Financiële ondersteuning
Om gezinnen met kinderen een levensstandaard te bieden die vergelijkbaar is met die van gezinnen zonder kinderen, is een (gedeeltelijke) tussenkomst in de opvoedingskosten van kinderen gerechtvaardigd. Met de zesde staatshervorming krijgt Vlaanderen een aantal instrumenten in handen om op dit vlak een volwaardig beleid te voeren. Een universeel systeem op basis van het recht van het kind, met een onvoorwaardelijke basistegemoetkoming voor elk kind in de vorm van een vast basisbedrag, kan zorgen voor stevig draagvlak. Gezinnen met minder middelen hebben het echter moeilijker om de kinderkosten te dragen dan gezinnen met meer middelen. Om echt het verschil te maken moet een Vlaams gezinsbeleid de beschikbare financiële middelen gerichter durven inzetten in de strijd tegen kinderarmoede, bijvoorbeeld via een toeslag die gekoppeld is aan de financiële draagkracht van gezinnen. Uit wetenschappelijke evidentie van onder andere het Centrum voor Sociaal Beleid en de RKW blijkt dat kinderbijslagen hiervoor een effectief instrument zijn. Daarnaast is er onderzoek nodig naar de wijze waarop afstemming tussen bijslagen, toelagen en kortingsregimes allerhande kan helpen om de doelmatigheid te vergroten. Bij de uitwerking van het Vlaamse systeem moet dan ook rekening gehouden worden met selectiviteit in onder andere fiscaliteit, wonen, onderwijs, kinderopvang, vrije tijd en uitkeringen, zodat middelen rechtvaardig en effectief kunnen ingezet worden. 2
De nieuwe kinderopvang: stilaan uit de steigers De transitie voltooien – Het verderzetten van de transitie in de kinderopvang van baby’s en peuters wordt ook voor de volgende legislatuur een belangrijke uitdaging. Om de doelstellingen van het nieuwe decreet te realiseren zullen onder andere bijkomende middelen nodig zijn voor de uitbreiding van het aantal plaatsen (waaronder de plaatsen met inkomenstarief en plaatsen met ondersteuning voor kwetsbare gezinnen) en voor voldoende subsidiëring in functie van het behoud van bestaande opvang. Opvangvoorzieningen versterken – Met een beter kwaliteitsbeleid en meer pedagogische ondersteuning willen we de sector inhoudelijk versterken. Om gezinnen kwaliteitsvolle kinderopvang te kunnen bieden is een volgehouden investering nodig in de kind-begeleiderratio en het verbeteren van de competenties van medewerkers (o.a. via kwalificerende trajecten), op termijn aan te vullen met een duurzaam personeelsbeleid dat aandacht heeft voor o.a. verloning, zelfreflectie en werkplekleren.

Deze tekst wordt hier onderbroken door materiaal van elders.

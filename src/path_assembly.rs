use crate::chain_model::{ChainModel, Choice, Prediction};
use crate::data_types::alleles::Allele;
use crate::support_table::{History, SupportTable};

use log::{debug, trace, warn};
use rand::Rng;
use rand::distributions::{Distribution, WeightedIndex};

/// Strategy for picking one allele out of a prediction
pub trait SelectionPolicy {
    /// Picks a choice from a prediction, which always has at least one choice
    fn select(&mut self, prediction: &Prediction) -> Choice;
}

/// Always picks the most probable allele; ties go to the earliest choice, making this fully deterministic
#[derive(Clone, Copy, Debug, Default)]
pub struct MaxProbability;

impl SelectionPolicy for MaxProbability {
    fn select(&mut self, prediction: &Prediction) -> Choice {
        let mut best: Choice = prediction.choices()[0];
        for &choice in prediction.choices()[1..].iter() {
            if choice.probability > best.probability {
                best = choice;
            }
        }
        best
    }
}

/// Samples an allele in proportion to its probability
pub struct WeightedSampling<R: Rng> {
    rng: R
}

impl<R: Rng> WeightedSampling<R> {
    pub fn new(rng: R) -> WeightedSampling<R> {
        WeightedSampling {
            rng
        }
    }
}

impl<R: Rng> SelectionPolicy for WeightedSampling<R> {
    fn select(&mut self, prediction: &Prediction) -> Choice {
        let choices = prediction.choices();
        match WeightedIndex::new(choices.iter().map(|c| c.probability)) {
            Ok(dist) => choices[dist.sample(&mut self.rng)],
            Err(e) => {
                warn!("Failed to sample from {:?}, falling back to {:?}: {}", prediction.source(), choices[0].allele, e);
                choices[0]
            }
        }
    }
}

/// The two likelihood scores of a path
#[derive(Clone, Copy, Debug, Default, PartialEq)]
pub struct PathScores {
    /// Sum of the log probabilities of each chosen allele under the chain model
    pub weighted: f64,
    /// Sum of the log of each chosen allele's raw count over the site's total count, or over the counts that backed
    /// the choice when suppression has left those larger than the site total
    pub unweighted: f64
}

/// One reconstructed haplotype, immutable once built
#[derive(Clone, Debug, PartialEq)]
pub struct HaplotypePath {
    /// One allele per site, `alleles[0]` is the root
    alleles: Vec<Allele>,
    scores: PathScores,
    /// The smallest raw count backing any informative step
    min_support: u64,
    /// The site where `min_support` was observed
    weakest_site: usize,
    /// The number of sites filled without any evidence
    uninformative_sites: usize
}

impl HaplotypePath {
    pub fn new(alleles: Vec<Allele>, scores: PathScores, min_support: u64, weakest_site: usize, uninformative_sites: usize) -> HaplotypePath {
        assert!(!alleles.is_empty());
        assert!(weakest_site < alleles.len());
        HaplotypePath {
            alleles,
            scores,
            min_support,
            weakest_site,
            uninformative_sites
        }
    }

    /// All alleles including the root, length `N+1`
    pub fn alleles(&self) -> &[Allele] {
        &self.alleles
    }

    /// The allele chosen at a site
    pub fn allele(&self, site: usize) -> Allele {
        self.alleles[site]
    }

    pub fn num_sites(&self) -> usize {
        self.alleles.len() - 1
    }

    pub fn scores(&self) -> PathScores {
        self.scores
    }

    pub fn weighted_logprob(&self) -> f64 {
        self.scores.weighted
    }

    pub fn unweighted_logprob(&self) -> f64 {
        self.scores.unweighted
    }

    pub fn min_support(&self) -> u64 {
        self.min_support
    }

    pub fn weakest_site(&self) -> usize {
        self.weakest_site
    }

    pub fn uninformative_sites(&self) -> usize {
        self.uninformative_sites
    }

    /// The SNP alleles of sites `1..=N` as a string
    pub fn snp_string(&self) -> String {
        self.alleles[1..].iter()
            .map(|a| a.to_base() as char)
            .collect()
    }
}

/// Walks sites `1..=N` choosing one allele per site from the chain model, building a single haplotype path.
/// Returns `None` if evidence is exhausted at any site, or if no site had any evidence at all.
/// # Arguments
/// * `num_sites` - the number of sites, `N`; must match the table
/// * `support_table` - the current evidence
/// * `policy` - how to choose an allele from each prediction
/// # Panics
/// * if `num_sites` does not match the support table
pub fn establish_path(num_sites: usize, support_table: &SupportTable, policy: &mut dyn SelectionPolicy) -> Option<HaplotypePath> {
    assert_eq!(num_sites, support_table.num_sites(), "site count does not match the support table");
    let model = ChainModel::new(support_table);
    let order: usize = model.order();

    let mut alleles: Vec<Allele> = Vec::with_capacity(num_sites+1);
    alleles.push(Allele::Gap);
    let mut history = History::empty();
    let mut scores: PathScores = Default::default();
    let mut min_support: u64 = u64::MAX;
    let mut weakest_site: usize = 0;
    let mut uninformative_sites: usize = 0;

    for site in 1..=num_sites {
        let prediction = match model.predict(&history, site) {
            Some(p) => p,
            None => {
                debug!("Evidence exhausted at site {}", site);
                return None;
            }
        };
        let choice = policy.select(&prediction);
        trace!("site {}: {:?} from {:?}", site, choice, prediction.source());

        // choices always carry a strictly positive probability, so the logs below are finite
        scores.weighted += choice.probability.ln();
        if prediction.is_informative() {
            // suppression only drains the histories a path used, so other histories can outlive the marginal
            let site_total: u64 = support_table.counts_at(site).total().max(prediction.total());
            scores.unweighted += (choice.count as f64 / site_total as f64).ln();
            if choice.count < min_support {
                min_support = choice.count;
                weakest_site = site;
            }
        } else {
            uninformative_sites += 1;
        }

        alleles.push(choice.allele);
        history.push(choice.allele, order);
    }

    if min_support == u64::MAX {
        // nothing along the path had any evidence behind it
        debug!("No informative sites left to build a path from");
        return None;
    }

    Some(HaplotypePath::new(alleles, scores, min_support, weakest_site, uninformative_sites))
}

#[cfg(test)]
mod tests {
    use super::*;
    use crate::data_types::read_observations::ReadObservation;
    use crate::data_types::variant_set::VariantSet;
    use rand::SeedableRng;
    use rand::rngs::StdRng;

    fn get_table(num_sites: usize, order: usize, reads: &[(usize, &str, usize)]) -> SupportTable {
        let variant_set = VariantSet::new(
            "contig".to_string(),
            (1..=num_sites as u64).map(|p| p * 100).collect(),
            vec![vec![Allele::C, Allele::A]; num_sites]
        );
        let mut table = SupportTable::new(&variant_set, order);
        for &(first_site, s, copies) in reads.iter() {
            let alleles: Vec<Option<Allele>> = s.bytes()
                .map(|b| if b == b'.' { None } else { Some(Allele::from_base(b)) })
                .collect();
            for _ in 0..copies {
                table.add_observation(&ReadObservation::new("read".to_string(), first_site, alleles.clone()));
            }
        }
        table
    }

    #[test]
    fn test_max_probability_path() {
        // two strains, AAAA (x5) and CCCC (x2)
        let table = get_table(4, 1, &[(1, "AAAA", 5), (1, "CCCC", 2)]);
        let path = establish_path(4, &table, &mut MaxProbability).unwrap();
        assert_eq!(path.alleles().len(), 5);
        assert_eq!(path.num_sites(), 4);
        assert_eq!(path.allele(0), Allele::Gap);
        assert_eq!(path.snp_string(), "AAAA");
        assert_eq!(path.min_support(), 5);
        assert_eq!(path.weakest_site(), 1);
        assert_eq!(path.uninformative_sites(), 0);

        // site 1 is marginal (5/7), every transition after is certain
        let expected = (5.0f64 / 7.0).ln();
        assert!((path.weighted_logprob() - expected).abs() < 1e-9);
        assert!((path.unweighted_logprob() - 4.0 * expected).abs() < 1e-9);
    }

    #[test]
    fn test_deterministic() {
        let table = get_table(5, 2, &[(1, "ACGTA", 3), (2, "CGTC", 3), (1, "TCG", 2), (3, "GAA", 4)]);
        let first = establish_path(5, &table, &mut MaxProbability).unwrap();
        for _ in 0..10 {
            let again = establish_path(5, &table, &mut MaxProbability).unwrap();
            assert_eq!(first, again);
        }
    }

    #[test]
    fn test_tie_breaking() {
        // A and C are equally supported, allele order puts A first
        let table = get_table(1, 1, &[(1, "C", 2), (1, "A", 2)]);
        let path = establish_path(1, &table, &mut MaxProbability).unwrap();
        assert_eq!(path.snp_string(), "A");
    }

    #[test]
    fn test_uninformative_sites() {
        // site 2 has no reads at all, it is filled from the declared alleles (C first)
        let table = get_table(3, 1, &[(1, "A", 3), (3, "G", 2)]);
        let path = establish_path(3, &table, &mut MaxProbability).unwrap();
        assert_eq!(path.snp_string(), "ACG");
        assert_eq!(path.uninformative_sites(), 1);
        assert_eq!(path.min_support(), 2);
        assert_eq!(path.weakest_site(), 3);
        assert!((path.weighted_logprob() - 0.5f64.ln()).abs() < 1e-9);
        assert_eq!(path.unweighted_logprob(), 0.0);

        // with no evidence anywhere, no path
        let empty = get_table(2, 1, &[]);
        assert!(establish_path(2, &empty, &mut MaxProbability).is_none());
    }

    #[test]
    fn test_exhausted() {
        let mut table = get_table(2, 1, &[(1, "AC", 1)]);
        table.subtract(&History::empty(), 2, Allele::C, 1);
        table.subtract(&History::from_slice(&[Allele::A]), 2, Allele::C, 1);
        assert!(establish_path(2, &table, &mut MaxProbability).is_none());
    }

    #[test]
    fn test_unweighted_after_marginal_drained() {
        // GAT claims all of the site 2 and 3 marginals, but (C, A) -> T survives at site 3
        let mut table = get_table(3, 2, &[(1, "CAT", 2), (2, "AT", 1), (1, "G", 3)]);
        let first = establish_path(3, &table, &mut MaxProbability).unwrap();
        assert_eq!(first.snp_string(), "GAT");
        assert_eq!(first.min_support(), 3);
        crate::suppression::suppress(&mut table, &first, 1.0);
        assert!(table.counts_at(2).is_empty());
        assert!(table.counts_at(3).is_empty());

        let second = establish_path(3, &table, &mut MaxProbability).unwrap();
        assert_eq!(second.snp_string(), "CAT");
        assert_eq!(second.min_support(), 2);
        assert!(second.unweighted_logprob().is_finite());
        assert!(second.unweighted_logprob() <= 0.0);
        assert_eq!(second.unweighted_logprob(), 0.0);
    }

    #[test]
    fn test_weighted_sampling() {
        let table = get_table(3, 1, &[(1, "AAA", 3), (1, "CCC", 1), (1, "GGG", 1)]);
        let mut policy = WeightedSampling::new(StdRng::seed_from_u64(42));
        let mut seen_other = false;
        for _ in 0..200 {
            let path = establish_path(3, &table, &mut policy).unwrap();
            assert_eq!(path.alleles().len(), 4);
            // each strain is fully linked, so sampling only decides at site 1
            let snps = path.snp_string();
            assert!(snps == "AAA" || snps == "CCC" || snps == "GGG");
            assert!(path.weighted_logprob() < 0.0);
            if snps != "AAA" {
                seen_other = true;
            }
        }
        assert!(seen_other);

        // the same seed reproduces the same paths
        let mut p1 = WeightedSampling::new(StdRng::seed_from_u64(7));
        let mut p2 = WeightedSampling::new(StdRng::seed_from_u64(7));
        for _ in 0..20 {
            assert_eq!(establish_path(3, &table, &mut p1), establish_path(3, &table, &mut p2));
        }
    }
}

Tegelijk moet er oog zijn voor het versterken van het ondernemerschap in de sector en voor de financiële leefbaarheid van de organisatoren kinderopvang, zodat zij in staat zijn gezinnen doorheen alle veranderingen continuïteit te bieden. In 2015 start een proefproject om een werknemersstatuut te voorzien voor onthaalouders. Een werknemersstatuut betekent voor onthaalouders een betere sociaalrechtelijke bescherming en meer inkomenszekerheid.
3
Ouders ondersteunen – De verdere uitbreiding van het opvangaanbod voor baby’s en peuters en het ondersteunen van de zoektocht naar kinderopvang moeten er samen met de opstart en de versterking van de Lokale Loketten Kinderopvang voor zorgen dat ouders eenvoudiger en sneller opvang vinden. Baby’s en peuters opvang bieden van de bovenste trap – Het aandeel kinderen in kansarmoede blijft toenemen. Als we deze kinderen alle kansen willen geven, is het essentieel dat we tijdig in hun toekomst investeren: er is immers een grote consensus in de wetenschappelijke literatuur dat kwalitatieve kinderopvang voor kinderen in armoede een belangrijk verschil kan maken. Het nieuwe decreet kinderopvang voor baby’s en peuters biedt hiervoor gelukkig een aantal hefbomen. Voorzieningen worden gesubsidieerd via een getrapt systeem, waarbij de bovenste trap voorbehouden is voor kinderopvangvoorzieningen die extra opdrachten opnemen ter ondersteuning van kwetsbare gezinnen en de bestrijding van de armoede in gezinnen. Deze voorzieningen hanteren aangepaste voorrangsregels voor kwetsbare gezinnen en nemen een aantal specifieke opdrachten op, waarbij ze aansluiting zoeken met de gezinnen, de buurt en het lokale sociale gezinsbeleid. Een plussubsidie moet de voorzieningen op de hoogste subsidietrap de ruimte geven om hier extra op in te zetten. Tijdens de volgende legislatuur zal een kwalitatief en kwantitatief groeipad uitgewerkt moeten worden voor deze opvang met plussubsidie, rekening houdend met het aantal kinderen dat in een kansarm gezin geboren wordt. Tegelijk willen we ook de andere voorzieningen op de andere subsidietrappen blijven sensibiliseren over kwaliteit, toegankelijkheid en de sociale functie van kinderopvang.
Kinderopvang
Kinderopvang biedt gezinnen een ondersteuning bij het maken van hun keuzes voor de combinatie zorg-werkleven. We zetten daarom samen met de sector in op voldoende, kwaliteitsvolle en duurzame kinderopvang die voor iedereen toegankelijk en betaalbaar is. De doelstelling om zo’n aanbod stap voor stap verder te realiseren vormt de basis voor het decreet Kinderopvang van Baby’s en Peuters (zie kader) dat op 1 april 2014 in werking treedt. Daarnaast is het van groot belang dat ook de opvang van schoolkinderen verder wordt uitgebouwd; de volgende legislatuur willen we samen met de andere betrokken beleidsdomeinen (Onderwijs, Jeugd, Sport, Cultuur, Media en SociaalCultureel Werk afdeling jeugd) komen tot een nieuwe visie, vertaald in concrete aanbevelingen en beleidsopties. In de kinderopvang houdt ‘het verschil maken’ onder andere in dat we kinderopvang gericht op kwetsbare gezinnen inhoudelijk en financieel versterken en de uitbouw van kinderopvang stimuleren voor kinderen met een specifieke zorgbehoefte.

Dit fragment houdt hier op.